撮影日: 1945年 5月 10-20日

写真が語る沖縄 – 沖縄県公文書館

 

伊江島から慶良間諸島への強制移送

伊江島ナーラの収容所

伊江島で大規模な飛行場建設を続行している米軍は、住民を伊江島の海岸沿いに設置した収容所に収容した。いまだ各所に潜伏する日本兵は住民を虐殺した。

二、三日して、その壕にアメリカ兵がやってきて、私たちは、ナーラの難民収容所につれていかれた。ナーラに収容された人たちは、まだ壕にひそんでいる身内を探しに壕に出かけていくのが多かった。四、五名のグループでいくならわしだった。それらのうち、平良さん、新城幸徳、田港つね、他二人のグループは、ついに帰って来なかった。だいたい朝の九時に収容所を出て、五時に帰ってくることになっていたのだが、永久に帰ってこなかった。私たちは大騒ぎになったが、状況からみて、日本軍の敗残兵に殺されたのは、ほぼまちがいないだろうといわれている。

「一兵士として」沖縄戦証言 伊江島 - Battle of Okinawa

慶良間諸島への強制移住

伊江島の生き残った住民は、5月20日、慶良間につれていかれた。渡嘉敷に1,600人、慶留間に400人だった。私は、慶留間につれていかれた。この戦争で、私の家族は私を残して全滅した。

「防衛隊」沖縄戦証言 伊江島 - Battle of Okinawa

しばらくして、私たちは全員、渡嘉敷島にL・S・Tで運ばれました。渡嘉敷の人びとはまだ山にかくれたままでしたから、民家は空家になっており、そこに私たちは分宿させられました。部落のはずれにはアメリカ軍が針金を張りまわしてそれに手投弾をぶらさげて、地雷がわりに使っていました。
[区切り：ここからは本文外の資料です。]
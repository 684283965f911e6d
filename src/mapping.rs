use crate::decode::RawRow;
use serde::Serialize;
use thiserror::Error;

/// Canonical student-registry fields, in declaration order. Declaration
/// order is also the inference order, so it is part of the mapping
/// contract: reordering variants changes which header wins a tie.
#[derive(Debug, Clone, Copy, PartialEq, Eq, Hash)]
pub enum Field {
    StudentId,
    Name,
    Email,
    Phone,
    AttendancePercent,
    TestScore,
    FeeStatus,
}

pub const ALL_FIELDS: [Field; 7] = [
    Field::StudentId,
    Field::Name,
    Field::Email,
    Field::Phone,
    Field::AttendancePercent,
    Field::TestScore,
    Field::FeeStatus,
];

pub const DEFAULT_REQUIRED_FIELDS: [Field; 2] = [Field::StudentId, Field::Name];

impl Field {
    pub fn key(self) -> &'static str {
        match self {
            Field::StudentId => "student_id",
            Field::Name => "name",
            Field::Email => "email",
            Field::Phone => "phone",
            Field::AttendancePercent => "attendance_percent",
            Field::TestScore => "test_score",
            Field::FeeStatus => "fee_status",
        }
    }

    pub fn parse(s: &str) -> Option<Field> {
        match s {
            "student_id" => Some(Field::StudentId),
            "name" => Some(Field::Name),
            "email" => Some(Field::Email),
            "phone" => Some(Field::Phone),
            "attendance_percent" => Some(Field::AttendancePercent),
            "test_score" => Some(Field::TestScore),
            "fee_status" => Some(Field::FeeStatus),
            _ => None,
        }
    }

    // Normalized substrings recognized when inferring a mapping from
    // header names. These cover the header dialects the dashboard has
    // seen in the wild (Student_ID, Full_Name, Email_ID, Contact,
    // Attendance_Percent, Average_Score, Fee_Paid, ...).
    fn synonyms(self) -> &'static [&'static str] {
        match self {
            Field::StudentId => &["studentid", "studentno", "admissionno", "rollno"],
            Field::Name => &["name"],
            Field::Email => &["email", "mail"],
            Field::Phone => &["phone", "contact", "mobile"],
            Field::AttendancePercent => &["attendance"],
            Field::TestScore => &["testscore", "score", "marks"],
            Field::FeeStatus => &["fee"],
        }
    }
}

#[derive(Debug, Error)]
pub enum MappingError {
    #[error("two columns are mapped to the {} field", .0.key())]
    DuplicateMapping(Field),
    #[error("required field {} has no mapped column", .0.key())]
    MissingRequiredField(Field),
}

impl MappingError {
    pub fn code(&self) -> &'static str {
        match self {
            MappingError::DuplicateMapping(_) => "duplicate_mapping",
            MappingError::MissingRequiredField(_) => "missing_required_field",
        }
    }
}

/// A student data row expressed in canonical fields. `None` means the
/// field had no mapped column; `Some` holds the trimmed cell text, which
/// may be empty when the column was present but the cell was blank.
#[derive(Debug, Clone, Default, PartialEq, Serialize)]
pub struct CanonicalRecord {
    pub student_id: Option<String>,
    pub name: Option<String>,
    pub email: Option<String>,
    pub phone: Option<String>,
    pub attendance_percent: Option<String>,
    pub test_score: Option<String>,
    pub fee_status: Option<String>,
}

impl CanonicalRecord {
    pub fn get(&self, field: Field) -> Option<&str> {
        match field {
            Field::StudentId => self.student_id.as_deref(),
            Field::Name => self.name.as_deref(),
            Field::Email => self.email.as_deref(),
            Field::Phone => self.phone.as_deref(),
            Field::AttendancePercent => self.attendance_percent.as_deref(),
            Field::TestScore => self.test_score.as_deref(),
            Field::FeeStatus => self.fee_status.as_deref(),
        }
    }

    fn set(&mut self, field: Field, value: String) {
        let slot = match field {
            Field::StudentId => &mut self.student_id,
            Field::Name => &mut self.name,
            Field::Email => &mut self.email,
            Field::Phone => &mut self.phone,
            Field::AttendancePercent => &mut self.attendance_percent,
            Field::TestScore => &mut self.test_score,
            Field::FeeStatus => &mut self.fee_status,
        };
        *slot = Some(value);
    }
}

/// Reconciliation of original column headers to canonical fields. At most
/// one column per field; columns mapped to the ignore sentinel or left
/// unmapped do not appear.
#[derive(Debug, Clone)]
pub struct ColumnMapping {
    entries: Vec<(usize, Field)>,
}

fn normalize_header(h: &str) -> String {
    h.chars()
        .filter(|c| c.is_ascii_alphanumeric())
        .map(|c| c.to_ascii_lowercase())
        .collect()
}

impl ColumnMapping {
    /// Build the mapping for one upload. `explicit` holds the caller's
    /// confirmed choices as (header index, target) pairs, where `None`
    /// is the ignore sentinel; inference fills every canonical field the
    /// caller left open. `required` fields must end up mapped.
    pub fn build(
        headers: &[String],
        explicit: &[(usize, Option<Field>)],
        required: &[Field],
    ) -> Result<ColumnMapping, MappingError> {
        let mut entries: Vec<(usize, Field)> = Vec::new();
        let mut claimed_columns = vec![false; headers.len()];

        for &(col, target) in explicit {
            claimed_columns[col] = true;
            let Some(field) = target else {
                continue;
            };
            if entries.iter().any(|&(_, f)| f == field) {
                return Err(MappingError::DuplicateMapping(field));
            }
            entries.push((col, field));
        }

        // Inference: per canonical field, first unclaimed header whose
        // normalized form contains a synonym; header order breaks ties.
        for field in ALL_FIELDS {
            if entries.iter().any(|&(_, f)| f == field) {
                continue;
            }
            let found = headers.iter().enumerate().find(|(col, header)| {
                if claimed_columns[*col] {
                    return false;
                }
                let normalized = normalize_header(header);
                !normalized.is_empty()
                    && field.synonyms().iter().any(|syn| normalized.contains(syn))
            });
            if let Some((col, _)) = found {
                claimed_columns[col] = true;
                entries.push((col, field));
            }
        }

        for &field in required {
            if !entries.iter().any(|&(_, f)| f == field) {
                return Err(MappingError::MissingRequiredField(field));
            }
        }

        entries.sort_by_key(|&(col, _)| col);
        Ok(ColumnMapping { entries })
    }

    pub fn field_for_column(&self, col: usize) -> Option<Field> {
        self.entries
            .iter()
            .find(|&&(c, _)| c == col)
            .map(|&(_, f)| f)
    }

    pub fn mapped_fields(&self) -> impl Iterator<Item = (usize, Field)> + '_ {
        self.entries.iter().copied()
    }

    /// Header indexes no canonical field claimed.
    pub fn unmapped_columns(&self, header_count: usize) -> Vec<usize> {
        (0..header_count)
            .filter(|col| self.field_for_column(*col).is_none())
            .collect()
    }

    /// Pure projection of a raw row onto the canonical fields.
    pub fn apply(&self, row: &RawRow) -> CanonicalRecord {
        let mut record = CanonicalRecord::default();
        for &(col, field) in &self.entries {
            if let Some(cell) = row.cells.get(col) {
                record.set(field, cell.trim().to_string());
            }
        }
        record
    }
}

#[cfg(test)]
mod tests {
    use super::*;

    fn headers(names: &[&str]) -> Vec<String> {
        names.iter().map(|s| s.to_string()).collect()
    }

    fn row(cells: &[&str]) -> RawRow {
        RawRow {
            source_row: 0,
            cells: cells.iter().map(|s| s.to_string()).collect(),
        }
    }

    #[test]
    fn infers_dashboard_header_dialect() {
        let hdrs = headers(&[
            "Student_ID",
            "Full_Name",
            "Email_ID",
            "Contact",
            "Attendance_Percent",
            "Average_Score",
            "Fee_Paid",
        ]);
        let mapping = ColumnMapping::build(&hdrs, &[], &DEFAULT_REQUIRED_FIELDS).expect("build");
        assert_eq!(mapping.field_for_column(0), Some(Field::StudentId));
        assert_eq!(mapping.field_for_column(1), Some(Field::Name));
        assert_eq!(mapping.field_for_column(2), Some(Field::Email));
        assert_eq!(mapping.field_for_column(3), Some(Field::Phone));
        assert_eq!(mapping.field_for_column(4), Some(Field::AttendancePercent));
        assert_eq!(mapping.field_for_column(5), Some(Field::TestScore));
        assert_eq!(mapping.field_for_column(6), Some(Field::FeeStatus));
    }

    #[test]
    fn inference_is_deterministic() {
        let hdrs = headers(&["Roll_No", "Student Name", "E-Mail", "Score"]);
        let a = ColumnMapping::build(&hdrs, &[], &[]).expect("build");
        let b = ColumnMapping::build(&hdrs, &[], &[]).expect("build");
        let pairs_a: Vec<_> = a.mapped_fields().collect();
        let pairs_b: Vec<_> = b.mapped_fields().collect();
        assert_eq!(pairs_a, pairs_b);
    }

    #[test]
    fn email_id_header_does_not_capture_student_id() {
        let hdrs = headers(&["Email_ID", "Student_ID", "Full_Name"]);
        let mapping = ColumnMapping::build(&hdrs, &[], &DEFAULT_REQUIRED_FIELDS).expect("build");
        assert_eq!(mapping.field_for_column(0), Some(Field::Email));
        assert_eq!(mapping.field_for_column(1), Some(Field::StudentId));
    }

    #[test]
    fn explicit_entries_win_over_inference() {
        let hdrs = headers(&["Student_ID", "Full_Name", "Backup_Email", "Email_ID"]);
        // Caller maps column 3 to email and ignores column 2 outright.
        let explicit = vec![(3, Some(Field::Email)), (2, None)];
        let mapping = ColumnMapping::build(&hdrs, &explicit, &DEFAULT_REQUIRED_FIELDS).expect("build");
        assert_eq!(mapping.field_for_column(3), Some(Field::Email));
        assert_eq!(mapping.field_for_column(2), None);
    }

    #[test]
    fn duplicate_explicit_target_is_rejected() {
        let hdrs = headers(&["Student_ID", "Alt_ID"]);
        let explicit = vec![(0, Some(Field::StudentId)), (1, Some(Field::StudentId))];
        let e = ColumnMapping::build(&hdrs, &explicit, &[]).unwrap_err();
        assert_eq!(e.code(), "duplicate_mapping");
    }

    #[test]
    fn missing_required_field_is_rejected() {
        let hdrs = headers(&["Email_ID", "Contact"]);
        let e = ColumnMapping::build(&hdrs, &[], &DEFAULT_REQUIRED_FIELDS).unwrap_err();
        assert_eq!(e.code(), "missing_required_field");
    }

    #[test]
    fn unmatched_optional_fields_stay_absent() {
        let hdrs = headers(&["Student_ID", "Full_Name"]);
        let mapping = ColumnMapping::build(&hdrs, &[], &DEFAULT_REQUIRED_FIELDS).expect("build");
        let record = mapping.apply(&row(&["STU001", "Rahul Sharma"]));
        assert_eq!(record.student_id.as_deref(), Some("STU001"));
        assert_eq!(record.email, None);
        assert_eq!(record.attendance_percent, None);
    }

    #[test]
    fn blank_cell_is_present_but_empty() {
        let hdrs = headers(&["Student_ID", "Full_Name", "Email_ID"]);
        let mapping = ColumnMapping::build(&hdrs, &[], &DEFAULT_REQUIRED_FIELDS).expect("build");
        let record = mapping.apply(&row(&["STU001", "Rahul Sharma", "  "]));
        // Mapped-but-blank is Some(""), distinct from an unmapped None.
        assert_eq!(record.email.as_deref(), Some(""));
    }

    #[test]
    fn unmapped_columns_are_reported() {
        let hdrs = headers(&["Student_ID", "Full_Name", "House", "Bus_Route"]);
        let mapping = ColumnMapping::build(&hdrs, &[], &DEFAULT_REQUIRED_FIELDS).expect("build");
        assert_eq!(mapping.unmapped_columns(hdrs.len()), vec![2, 3]);
    }
}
それは、山にたてこもる日本軍ーつまり赤松隊ですがーの侵入を防ぐためだったのでしょうが、とても危険で、伊江島の人の中にも、ソテツやハブキをとりに行って、それにふれて死んだ人が少くありません

渡嘉敷で一番困ったのは、食糧でした。伊江島から持っていったのはハッタイコだけでしたので、それを水でこねて食べたり、ソテツはもちろん、雑草でも食べられるものはなんでも食べました。例えばツハブキも食べつくしてしまい、あざみの茎のトゲを除いて蒸して食べたり、ザーギナといういやな臭のする灌木の葉をたべたりしました。ソテツの中毒症もひんぱんに起りました。とくに、子どもたちは無知ですから、飢えの余り、未処理のものをつまみ食いして、中毒しました。私も危く死ぬところでした。
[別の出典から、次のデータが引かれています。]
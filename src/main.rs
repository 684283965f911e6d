mod commit;
mod db;
mod decode;
mod history;
mod ipc;
mod mapping;
mod rollback;
mod validate;

use env_logger::Env;
use std::io::{self, BufRead, Write};

fn main() {
    // stdout carries the protocol; logs go to stderr.
    env_logger::init_from_env(Env::default().default_filter_or("info"));

    let mut state = ipc::AppState::new();

    let stdin = io::stdin();
    let mut stdout = io::stdout();

    for line in stdin.lock().lines() {
        let line = match line {
            Ok(v) => v,
            Err(_) => break,
        };
        if line.trim().is_empty() {
            continue;
        }

        let req: ipc::Request = match serde_json::from_str(&line) {
            Ok(v) => v,
            Err(e) => {
                // Can't reply without id; ignore.
                let _ = writeln!(
                    stdout,
                    "{{\"ok\":false,\"error\":{{\"code\":\"bad_json\",\"message\":\"{}\"}}}}",
                    e
                );
                let _ = stdout.flush();
                continue;
            }
        };

        let resp = ipc::handle_request(&mut state, req);
        let _ = writeln!(
            stdout,
            "{}",
            serde_json::to_string(&resp).unwrap_or_else(|_| "{\"ok\":false}".to_string())
        );
        let _ = stdout.flush();
    }
}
「子どもの体験」沖縄戦証言 伊江島 - Battle of Okinawa

伊江島でも日本軍に殺害された住民は、強制移送された渡嘉敷島でも、この後、山にこもる日本兵に虐殺される事件が起こる。

渡嘉敷島では、山中に赤松隊がたてこもっており、アメリカ軍との間にしばしば小ぜりあいがあった。渡嘉敷島の住民も山中に避難したままで、私たちはその民家に分宿させられたが、家の軒先を弾がかすめてとぶありさまであった。

そのころ、伊江島の戦闘は完全に終っており、その平和になったところから、なぜ、まだ戦闘のつづいているところに伊江島住民を連行したのか、私は不思議でならない。おそらくは、渡嘉敷住民を下山させるための (おとり)ではなかったかと思うがどうだろうか。